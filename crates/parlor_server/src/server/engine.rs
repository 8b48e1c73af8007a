#![forbid(unsafe_code)]

use std::sync::Arc;

use parlor_domain::{Author, MessageRecord};
use tokio::sync::Mutex;
use tracing::warn;

use crate::server::hub::Hub;
use crate::server::presence::{Identity, PresenceRegistry};
use crate::server::store::{MessageLog, NewMessage, StoreError};
use crate::server::users::UserDirectory;

/// The room engine. Every message, user or system, goes through
/// `persist_and_broadcast`: append to the store, then fan out, under one
/// lock. Persisted order and broadcast order are therefore the same
/// total order, and a failed append is never broadcast.
#[derive(Clone)]
pub struct Engine {
	log: MessageLog,
	hub: Hub,
	presence: PresenceRegistry,
	users: Arc<dyn UserDirectory>,
	publish_lock: Arc<Mutex<()>>,
}

impl Engine {
	pub fn new(log: MessageLog, hub: Hub, presence: PresenceRegistry, users: Arc<dyn UserDirectory>) -> Self {
		Self {
			log,
			hub,
			presence,
			users,
			publish_lock: Arc::new(Mutex::new(())),
		}
	}

	pub fn log(&self) -> &MessageLog {
		&self.log
	}

	pub fn hub(&self) -> &Hub {
		&self.hub
	}

	pub fn presence(&self) -> &PresenceRegistry {
		&self.presence
	}

	pub fn users(&self) -> &Arc<dyn UserDirectory> {
		&self.users
	}

	/// Accept a chat message from a user. The body is trimmed; an empty
	/// result is a silent no-op (`Ok(None)`), an overlong one is
	/// truncated to the body cap.
	pub async fn publish_user(&self, identity: &Identity, text: &str) -> Result<Option<MessageRecord>, StoreError> {
		let text = text.trim();
		if text.is_empty() {
			return Ok(None);
		}

		let text = truncate_chars(text, self.log.limits().body_max_chars);
		let record = self
			.persist_and_broadcast(NewMessage {
				author: Author::User(identity.username.clone()),
				text,
			})
			.await?;

		metrics::counter!("parlor_server_messages_total").increment(1);
		Ok(Some(record))
	}

	/// Broadcast the join notice for a newly admitted session.
	pub async fn announce_join(&self, identity: &Identity) -> Result<MessageRecord, StoreError> {
		self.publish_system(format!("{} joined the chat", identity.username)).await
	}

	/// Broadcast the leave notice for a departed session.
	pub async fn announce_leave(&self, identity: &Identity) -> Result<MessageRecord, StoreError> {
		self.publish_system(format!("{} left the chat", identity.username)).await
	}

	async fn publish_system(&self, text: String) -> Result<MessageRecord, StoreError> {
		self.persist_and_broadcast(NewMessage {
			author: Author::System,
			text,
		})
		.await
	}

	async fn persist_and_broadcast(&self, msg: NewMessage) -> Result<MessageRecord, StoreError> {
		let _guard = self.publish_lock.lock().await;

		// Durable first. If the append fails nothing is broadcast.
		let record = self.log.append(msg).await.inspect_err(|e| {
			warn!(error = %e, "message dropped: store append failed");
			metrics::counter!("parlor_server_store_failures_total").increment(1);
		})?;

		self.hub.publish(record.clone()).await;
		Ok(record)
	}

	/// History window replayed to a connecting session.
	pub async fn history(&self) -> Result<Vec<MessageRecord>, StoreError> {
		self.log.history().await
	}
}

/// Truncate to at most `max` characters, on a char boundary.
fn truncate_chars(s: &str, max: usize) -> String {
	match s.char_indices().nth(max) {
		Some((idx, _)) => s[..idx].to_string(),
		None => s.to_string(),
	}
}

-----

* What you need to do *
Everything in the listing must be reproduced exactly; please include every line.

* Solution for this problem *
filename crates/parlor_server/src/server/engine.rs
repository 8b48e1c73af8007a
#![forbid(unsafe_code)]

use std::sync::Arc;

use parlor_domain::{Author, MessageRecord};
use tokio::sync::Mutex;
use tracing::warn;

use crate::server::hub::Hub;
use crate::server::presence::{Identity, PresenceRegistry};
use crate::server::store::{MessageLog, NewMessage, StoreError};
use crate::server::users::UserDirectory;

/// The room engine. Every message, user or system, goes through
/// `persist_and_broadcast`: append to the store, then fan out, under one
/// lock. Persisted order and broadcast order are therefore the same
/// total order, and a failed append is never broadcast.
#[derive(Clone)]
pub struct Engine {
	log: MessageLog,
	hub: Hub,
	presence: PresenceRegistry,
	users: Arc<dyn UserDirectory>,
	publish_lock: Arc<Mutex<()>>,
}

impl Engine {
	pub fn new(log: MessageLog, hub: Hub, presence: PresenceRegistry, users: Arc<dyn UserDirectory>) -> Self {
		Self {
			log,
			hub,
			presence,
			users,
			publish_lock: Arc::new(Mutex::new(())),
		}
	}

	pub fn log(&self) -> &MessageLog {
		&self.log
	}

	pub fn hub(&self) -> &Hub {
		&self.hub
	}

	pub fn presence(&self) -> &PresenceRegistry {
		&self.presence
	}

	pub fn users(&self) -> &Arc<dyn UserDirectory> {
		&self.users
	}

	/// Accept a chat message from a user. The body is trimmed; an empty
	/// result is a silent no-op (`Ok(None)`), an overlong one is
	/// truncated to the body cap.
	pub async fn publish_user(&self, identity: &Identity, text: &str) -> Result<Option<MessageRecord>, StoreError> {
		let text = text.trim();
		if text.is_empty() {
			return Ok(None);
		}

		let text = truncate_chars(text, self.log.limits().body_max_chars);
		let record = self
			.persist_and_broadcast(NewMessage {
				author: Author::User(identity.username.clone()),
				text,
			})
			.await?;

		metrics::counter!("parlor_server_messages_total").increment(1);
		Ok(Some(record))
	}

	/// Broadcast the join notice for a newly admitted session.
	pub async fn announce_join(&self, identity: &Identity) -> Result<MessageRecord, StoreError> {
		self.publish_system(format!("{} joined the chat", identity.username)).await
	}

	/// Broadcast the leave notice for a departed session.
	pub async fn announce_leave(&self, identity: &Identity) -> Result<MessageRecord, StoreError> {
		self.publish_system(format!("{} left the chat", identity.username)).await
	}

	async fn publish_system(&self, text: String) -> Result<MessageRecord, StoreError> {
		self.persist_and_broadcast(NewMessage {
			author: Author::System,
			text,
		})
		.await
	}

	async fn persist_and_broadcast(&self, msg: NewMessage) -> Result<MessageRecord, StoreError> {
		let _guard = self.publish_lock.lock().await;

		// Durable first. If the append fails nothing is broadcast.
		let record = self.log.append(msg).await.inspect_err(|e| {
			warn!(error = %e, "message dropped: store append failed");
			metrics::counter!("parlor_server_store_failures_total").increment(1);
		})?;

		self.hub.publish(record.clone()).await;
		Ok(record)
	}

	/// History window replayed to a connecting session.
	pub async fn history(&self) -> Result<Vec<MessageRecord>, StoreError> {
		self.log.history().await
	}
}

/// Truncate to at most `max` characters, on a char boundary.
fn truncate_chars(s: &str, max: usize) -> String {
	match s.char_indices().nth(max) {
		Some((idx, _)) => s[..idx].to_string(),
		None => s.to_string(),
	}
}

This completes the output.